Оксана вспомнила, как весной девяносто седьмого она, в паре с Зайцем, отправилась в Веденский район "зачищать" Алихана Каждаева. Под Алиханом числилось до трёхсот сабель, и основной статьёй его дохода была торговля людьми. Заяц был наводчиком и старшим в их группе, а она - лейтенант Бабенко должна была нажать на курок. Тогда они километров сто пятьдесят шли пешком до места предстоящей операции. Аул, где базировался Алихан, был, по словам солнца русской поэзии "прелестный уголок". Это уже не бедные сакли, а добротные каменные дома, окружённые фруктовыми садами в живописной крохотной долине. Картина была настолько буколической и пасторальной, и они не могли поверить, что здесь скрыто столько человеческого горя и трагедий. Почти в каждом из этих добротных каменных домов были устроены зинданы, где в ожидании выкупа держали пленников, не только военнослужащих, но и женщин, и даже детей. Для Алихана и его ближнего круга это был всего лишь бизнес.

Задание они выполнили, потом почти двое суток уходили от погони, путая следы, словно зайцы, пока не вышли в условленное место, где их подобрала вертушка.

Оксана разогнула спину и прислушалась. Где-то неподалёку слышалось журчание ручья. Взяв коня под уздцы, она пошла на этот шум. Ручей с кристально чистой водой бежал вниз в нескольких метрах от дороги. Башибузук опустил свою морду в его прохладные воды, девушка, отойдя чуть выше по течению, тоже припала губами. Да, такая вода в нашем, отравленном нами же ХХ1 веке большая редкость. Она ломила зубы, приятно утоляла жажду и буквально с каждой каплей вливала в тело живительную силу.

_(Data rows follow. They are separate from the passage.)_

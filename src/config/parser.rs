use crate::config::types::Config;
use crate::error::{DemapError, Result};
use std::path::Path;

/// Parse a config file from the given path.
pub fn parse_config_file(path: &Path) -> Result<Config> {
	let content = std::fs::read_to_string(path).map_err(|source| DemapError::ConfigRead {
		path: path.to_path_buf(),
		source,
	})?;

	parse_config_str(&content, path)
}

/// Parse a config from a string (useful for testing).
pub fn parse_config_str(content: &str, path: &Path) -> Result<Config> {
	let config: Config = toml::from_str(content).map_err(|source| DemapError::ConfigParse {
		path: path.to_path_buf(),
		source,
	})?;

	config.validate()?;

	Ok(config)
}
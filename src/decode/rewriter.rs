use crate::decode::matcher::CompiledMapping;
use regex::Captures;
use std::borrow::Cow;
use std::ops::AddAssign;

/// Counts of what a rewrite did.
#[derive(Debug, Clone, Copy, Default, PartialEq, Eq)]
pub struct DecodeStats {
	/// Tokens replaced by their mapped name.
	pub replaced: usize,

	/// Tokens left alone because they follow a double quote.
	pub skipped_quoted: usize,
}

impl AddAssign for DecodeStats {
	fn add_assign(&mut self, other: Self) {
		self.replaced += other.replaced;
		self.skipped_quoted += other.skipped_quoted;
	}
}

impl CompiledMapping {
	/// Replace every mapped token in `text`.
	pub fn rewrite<'t>(&self, text: &'t str, stats: &mut DecodeStats) -> Cow<'t, str> {
		self.regex.replace_all(text, |caps: &Captures| {
			let token = &caps[0];
			let start = caps.get(0).map_or(0, |m| m.start());

			if self.skip_quoted && text[..start].ends_with('"') {
				stats.skipped_quoted += 1;
				return token.to_string();
			}

			match self.replacements.get(token) {
				Some(name) => {
					stats.replaced += 1;
					name.clone()
				}
				None => token.to_string(),
			}
		})
	}
}

#[cfg(test)]
mod tests {
	use super::*;
	use std::collections::HashMap;

	fn mapping(skip_quoted: bool) -> CompiledMapping {
		let replacements: HashMap<String, String> = [
			("func_1_a", "tick"),
			("func_1_ab", "update"),
			("func_2_b", "render"),
		]
		.iter()
		.map(|(k, v)| (k.to_string(), v.to_string()))
		.collect();
		CompiledMapping::new("methods", replacements, skip_quoted).unwrap()
	}

	#[test]
	fn test_rewrite_replaces_all_tokens() {
		let mut stats = DecodeStats::default();
		let out = mapping(true).rewrite("a.func_1_a(); b.func_2_b(func_1_a);", &mut stats);

		assert_eq!(out, "a.tick(); b.render(tick);");
		assert_eq!(stats.replaced, 3);
		assert_eq!(stats.skipped_quoted, 0);
	}

	#[test]
	fn test_rewrite_prefers_longest_whole_token() {
		let mut stats = DecodeStats::default();
		let out = mapping(true).rewrite("func_1_ab func_1_a", &mut stats);
		assert_eq!(out, "update tick");
	}

	#[test]
	fn test_rewrite_leaves_unknown_tokens() {
		let mut stats = DecodeStats::default();
		let out = mapping(true).rewrite("func_3_c func_1_abc", &mut stats);

		assert!(matches!(out, Cow::Borrowed(_)));
		assert_eq!(out, "func_3_c func_1_abc");
		assert_eq!(stats, DecodeStats::default());
	}

	#[test]
	fn test_rewrite_skips_quoted_tokens() {
		let mut stats = DecodeStats::default();
		let out = mapping(true).rewrite(r#"call("func_1_a", func_1_a)"#, &mut stats);

		assert_eq!(out, r#"call("func_1_a", tick)"#);
		assert_eq!(stats.replaced, 1);
		assert_eq!(stats.skipped_quoted, 1);
	}

	#[test]
	fn test_rewrite_quoted_when_guard_disabled() {
		let mut stats = DecodeStats::default();
		let out = mapping(false).rewrite(r#"call("func_1_a")"#, &mut stats);
		assert_eq!(out, r#"call("tick")"#);
	}

	#[test]
	fn test_stats_add_assign() {
		let mut total = DecodeStats {
			replaced: 1,
			skipped_quoted: 2,
		};
		total += DecodeStats {
			replaced: 3,
			skipped_quoted: 4,
		};
		assert_eq!(
			total,
			DecodeStats {
				replaced: 4,
				skipped_quoted: 6
			}
		);
	}
}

Башибузук, напившись, поднял свою красивую голову, скосив глаза куда-то в сторону, коротко всхрапнул. И в ту же секунду на Оксану опустилась непроницаемая тьма, которая не только не давала ничего видеть, но и придавила к земле так, что стало трудно дышать. Потом она почувствовала, как чьи-то сильные руки оторвали её от земли и бросили поперёк лошадиного крупа, быстро и сноровисто привязав к седлу.

- Цоп!

"Путешествие продолжается" - подумала она, при каждой тряске больно ударяясь животом о жёсткую седловину. Из-за этого дышать было тяжело, да ещё грязный мешок на голове вонял навозом. " Остаётся только расслабиться и попытаться получить удовольствие"

. . .


- Игорь Вячеславович, что ж это вы с такой тоской смотрите на оставленный берег? - спросил Грамотин после того как все охотники переправились через неширокую, но глубокую и бурную реку.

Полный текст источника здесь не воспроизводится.